I have to admit that this car deserves special consideration, considering it started out life as a Fairmont. Jeez; did I hate these at the time…..
A late entry – the Valiant Brougham. This goes under category of most unlikely car to be broughamed, along with the Monza. Color keyed wheel covers here too!
Another oxymoronic Brougham would have been the Gran Torino Brougham. I love that one because it took TWO attempts to make it brougham-ier. Evidently, making a Torino into a Gran Torino did not make it clear enough.
The Gran Torino Brougham is a good call, but if we are to continue the Torino-Gran Torino progression to its logical end, there’s only one answer: ’76 Ford Elite.
Why? Three simple words: TWIN OPERA LAMPS!
Then the 1974 Grand Torino Elite Brougham has the 75-76 Elite beat!
Don’t forget the 74 Charger SE had QUAD OPERA WINDOWS!
Opera windows, not opera lamps.
As Car and Driver commented in their August 1974 issue in which they road tested this model:
“How can a Valiant be (a) Brougham? It sounds like a joke, like ‘Raoul of Bayonne,’ a furious contradiction in terms which completely cancel each other out before they reach your inner ear, leaving only a residue of mirth.”
In spite of that remark, C/D’s impressions of the car were generally favorable and they praised it for its combination of “efficiency and comfort without ostentation.”
I guess “Valiant Brougham” made for a shorter nameplate than “A Valiant that We Have Finally Trimmed Out Decently”
I really liked the Valiant Brougham and did not Dodge have a Dart SE to go along with it. Luxury and Economy combined.
Indeed, there was a Dart SE. Same vinyl roof and color keyed hubcaps.

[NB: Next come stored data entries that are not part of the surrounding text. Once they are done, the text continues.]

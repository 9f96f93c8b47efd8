//! Trend digest record (topic summarization)

use serde::{Deserialize, Serialize};

/// One trending story
#[derive(Debug, Clone, PartialEq, Eq, Serialize, Deserialize)]
#[serde(rename_all = "camelCase")]
pub struct TrendItem {
    pub title: String,
    pub summary: String,
    pub creator_tip: String,
    pub url: String,
    /// 0..=100
    pub viral_score: u8,
    pub hook: String,
}

/// Stories for one topic, in service order
#[derive(Debug, Clone, PartialEq, Eq, Serialize, Deserialize)]
#[serde(rename_all = "camelCase")]
pub struct TrendDigest {
    pub topic: String,
    #[serde(rename = "newsItems")]
    pub items: Vec<TrendItem>,
}

impl TrendDigest {
    pub fn is_empty(&self) -> bool {
        self.items.is_empty()
    }
}
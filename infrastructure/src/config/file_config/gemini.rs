//! Completion service configuration from TOML (`[gemini]` section)

use serde::{Deserialize, Serialize};

/// Environment variables consulted for the API key, in order.
pub const DEFAULT_API_KEY_ENV: [&str; 2] = ["GEMINI_API_KEY", "API_KEY"];

/// Raw completion service configuration from TOML
#[derive(Debug, Clone, PartialEq, Eq, Serialize, Deserialize)]
#[serde(default)]
pub struct FileGeminiConfig {
    /// Direct API key (prefer the environment variables).
    pub api_key: Option<String>,
    /// Environment variables checked when `api_key` is unset.
    pub api_key_env: Vec<String>,
    pub base_url: String,
    /// Model for structured lookups and text extraction.
    pub text_model: String,
    /// Model for background removal.
    pub image_model: String,
}

impl Default for FileGeminiConfig {
    fn default() -> Self {
        Self {
            api_key: None,
            api_key_env: DEFAULT_API_KEY_ENV.iter().map(|s| s.to_string()).collect(),
            base_url: "https://generativelanguage.googleapis.com".to_string(),
            text_model: "gemini-3-flash-preview".to_string(),
            image_model: "gemini-2.5-flash-image".to_string(),
        }
    }
}

impl FileGeminiConfig {
    /// Resolve the API key: explicit value first, then each env var in order.
    ///
    /// Blank values are skipped. `lookup` is the environment accessor.
    pub fn resolve_api_key(&self, lookup: impl Fn(&str) -> Option<String>) -> Option<String> {
        self.api_key
            .clone()
            .into_iter()
            .chain(self.api_key_env.iter().filter_map(|name| lookup(name)))
            .find(|key| !key.trim().is_empty())
    }
}

#[cfg(test)]
mod tests {
    use super::*;

    fn env(pairs: &'static [(&'static str, &'static str)]) -> impl Fn(&str) -> Option<String> {
        move |name| {
            pairs
                .iter()
                .find(|(k, _)| *k == name)
                .map(|(_, v)| v.to_string())
        }
    }

    #[test]
    fn test_explicit_key_wins() {
        let config = FileGeminiConfig {
            api_key: Some("from-file".into()),
            ..Default::default()
        };
        let key = config.resolve_api_key(env(&[("GEMINI_API_KEY", "from-env")]));
        assert_eq!(key.as_deref(), Some("from-file"));
    }

    #[test]
    fn test_env_fallback_order() {
        let config = FileGeminiConfig::default();
        assert_eq!(
            config
                .resolve_api_key(env(&[("API_KEY", "b"), ("GEMINI_API_KEY", "a")]))
                .as_deref(),
            Some("a")
        );
        assert_eq!(
            config.resolve_api_key(env(&[("API_KEY", "b")])).as_deref(),
            Some("b")
        );
    }

    #[test]
    fn test_blank_values_are_skipped() {
        let config = FileGeminiConfig {
            api_key: Some(" ".into()),
            ..Default::default()
        };
        assert_eq!(
            config
                .resolve_api_key(env(&[("GEMINI_API_KEY", ""), ("API_KEY", "k")]))
                .as_deref(),
            Some("k")
        );
        assert!(config.resolve_api_key(env(&[])).is_none());
    }
}
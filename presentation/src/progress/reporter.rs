//! Progress reporting for lookups

use colored::Colorize;
use indicatif::{ProgressBar, ProgressStyle};
use neuralcore_application::{LookupProgressNotifier, NoProgress};
use neuralcore_domain::{ToolDescriptor, ToolId};
use std::sync::Mutex;
use std::time::Duration;

/// Spinner shown on stderr while a lookup is in flight
pub struct ProgressReporter {
    spinner: Mutex<Option<ProgressBar>>,
}

impl ProgressReporter {
    pub fn new() -> Self {
        Self {
            spinner: Mutex::new(None),
        }
    }

    fn spinner_style() -> ProgressStyle {
        ProgressStyle::default_spinner()
            .template("{spinner:.green} {prefix:.bold.cyan} {msg}")
            .unwrap_or_else(|_| ProgressStyle::default_spinner())
    }
}

impl Default for ProgressReporter {
    fn default() -> Self {
        Self::new()
    }
}

impl LookupProgressNotifier for ProgressReporter {
    fn on_lookup_start(&self, descriptor: &ToolDescriptor) {
        let pb = ProgressBar::new_spinner();
        pb.set_style(Self::spinner_style());
        pb.set_prefix(descriptor.title.to_string());
        pb.set_message(format!("resolving grounding signals (~{})", descriptor.latency_hint));
        pb.enable_steady_tick(Duration::from_millis(100));

        if let Ok(mut slot) = self.spinner.lock() {
            *slot = Some(pb);
        }
    }

    fn on_lookup_complete(&self, _tool: ToolId, _success: bool) {
        if let Some(pb) = self.spinner.lock().ok().and_then(|mut slot| slot.take()) {
            pb.finish_and_clear();
        }
    }
}

/// Simple text-based progress (no spinner)
pub struct SimpleProgress;

/// Pick a notifier: nothing when quiet, a spinner on a terminal, plain lines otherwise.
pub fn progress_for(quiet: bool, terminal: bool) -> Box<dyn LookupProgressNotifier> {
    match (quiet, terminal) {
        (true, _) => Box::new(NoProgress),
        (false, true) => Box::new(ProgressReporter::new()),
        (false, false) => Box::new(SimpleProgress),
    }
}

impl LookupProgressNotifier for SimpleProgress {
    fn on_lookup_start(&self, descriptor: &ToolDescriptor) {
        eprintln!("{} {} ...", "->".cyan(), descriptor.title.bold());
    }

    fn on_lookup_complete(&self, _tool: ToolId, success: bool) {
        if success {
            eprintln!("  {} done", "v".green());
        } else {
            eprintln!("  {} failed", "x".red());
        }
    }
}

http://www.oldcarbrochures.com/static/NA/Dodge/1975_Dodge/1975_Dodge_Dart_Brochure/1975%20Dodge%20Dart%2002-03.html
This is almost too tasteful to qualify.
In that case the Aussie Chrysler by Chrysler should rate a mention vinyl roof loose pillow upholstery and anything else they could cram in it.
Going to have to go with any 1969-78 Marquis. Ugly, expensive and everywhere. Historically Merc never quite had an identity, but after selling so many of these we have to crown them the Brand of the Brougham.

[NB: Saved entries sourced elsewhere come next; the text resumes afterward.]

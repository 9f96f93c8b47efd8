//! Result records
//!
//! One fixed shape per tool, each wrapped in [`Grounded`] together with the
//! citations the service attached. Records are built whole by
//! [`adapter::adapt`] and stored in [`ResultSlots`](slots::ResultSlots).

pub mod adapter;
pub mod branch;
pub mod company;
pub mod grounding;
pub mod profile;
pub mod slots;
pub mod trend;
pub mod visual;

/// Placeholder for optional fields the source did not provide.
pub const NOT_AVAILABLE: &str = "N/A";
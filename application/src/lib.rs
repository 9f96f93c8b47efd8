//! Application layer for neuralcore
//!
//! This crate contains use cases and port definitions.
//! It depends only on the domain layer.

pub mod ports;
pub mod use_cases;

// Re-export commonly used types
pub use ports::{
    branch_registry::{BranchRegistryPort, RegistryError},
    completion::{CompletionGateway, GatewayError},
    image_source::{ImageSourceError, ImageSourcePort},
    progress::{LookupProgressNotifier, NoProgress},
};
pub use use_cases::hub_controller::{AttachError, HubController, SaveOutcome, SubmitOutcome};
pub use use_cases::run_lookup::{LookupInput, RunLookupUseCase};
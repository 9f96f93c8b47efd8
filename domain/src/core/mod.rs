//! Core domain concepts shared across all subdomains.
//!
//! - [`error::LookupError`]: the submission error taxonomy and its user-facing messages
//! - [`error::AdaptError`]: failures while reshaping a service response
//! - [`string`]: display helpers

pub mod error;
pub mod string;
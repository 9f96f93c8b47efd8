//! Social profile record

use serde::{Deserialize, Serialize};

/// Public profile summary
///
/// Counts are kept as the display strings the service produced ("1.2M").
#[derive(Debug, Clone, PartialEq, Eq, Serialize, Deserialize)]
#[serde(rename_all = "camelCase")]
pub struct ProfileRecord {
    /// Handle without the leading `@`.
    pub username: String,
    pub full_name: String,
    pub bio: String,
    pub followers: String,
    pub following: String,
    pub posts: String,
    pub is_private: bool,
    pub is_verified: bool,
    #[serde(skip_serializing_if = "Option::is_none")]
    pub profile_pic_url: Option<String>,
}

impl ProfileRecord {
    /// First character of the display name, for the avatar badge.
    pub fn initial(&self) -> Option<char> {
        self.full_name
            .chars()
            .next()
            .or_else(|| self.username.chars().next())
    }
}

Here’s a 78. The red 73 in the original post is just as awful, but the colors got even worse. Our neighbors had a late-seventies four-door in a strange lime metallic, with vinyl and accents and interior fabric and dash in at least four other shades of yuck.

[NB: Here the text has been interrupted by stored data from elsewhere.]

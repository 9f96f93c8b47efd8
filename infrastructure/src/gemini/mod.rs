//! Gemini `generateContent` adapter
//!
//! Implements [`CompletionGateway`](neuralcore_application::CompletionGateway)
//! over the public REST API: structured lookups with search grounding and the
//! two multimodal image modes.

pub mod error;
pub mod gateway;
pub mod schema;
pub mod types;

pub use error::GeminiError;
pub use gateway::{GeminiConfig, GeminiGateway};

Call me crazy, but I would really love one of those 2 door Marquis’ from the 1975-78 era. Make mine a solid color, though. I agree with your assessment: by 1972 or so, Mercury was All Broughams All the Time.
Wow, that’s quite the look. (I don’t mean that as a compliment.) The paint scheme is actually very close to the 1970 Chrysler 300H. Are those headlight doors covered in padded vinyl, or do they just LOOK puffy?
Pretty sure that’s genuine padded pleather on there. Now if only they could have worked in some fake wood as well…
My grandfather had a 1975. My grandmother liked it so much she bought a 1976. So for a while they had identical car makes.
With quadrasonic
My grandmother and an aunt each had a ’75 Marquis (one coupe, one sedan), and whenever I think “Brougham” (or just “tacky car”), I think of these. So ugly they’re beautiful.
Can anyone come up with a longer name than the1984 Oldsmobile Delta Eighty-Eight Royale Brougham LS?
My first car was a 1975 Monza Towne Coupe, blue with a black vinyl top, and a 4.3 liter V8 crammed under the hood. It never occurred to me that it fit into the Brougham category.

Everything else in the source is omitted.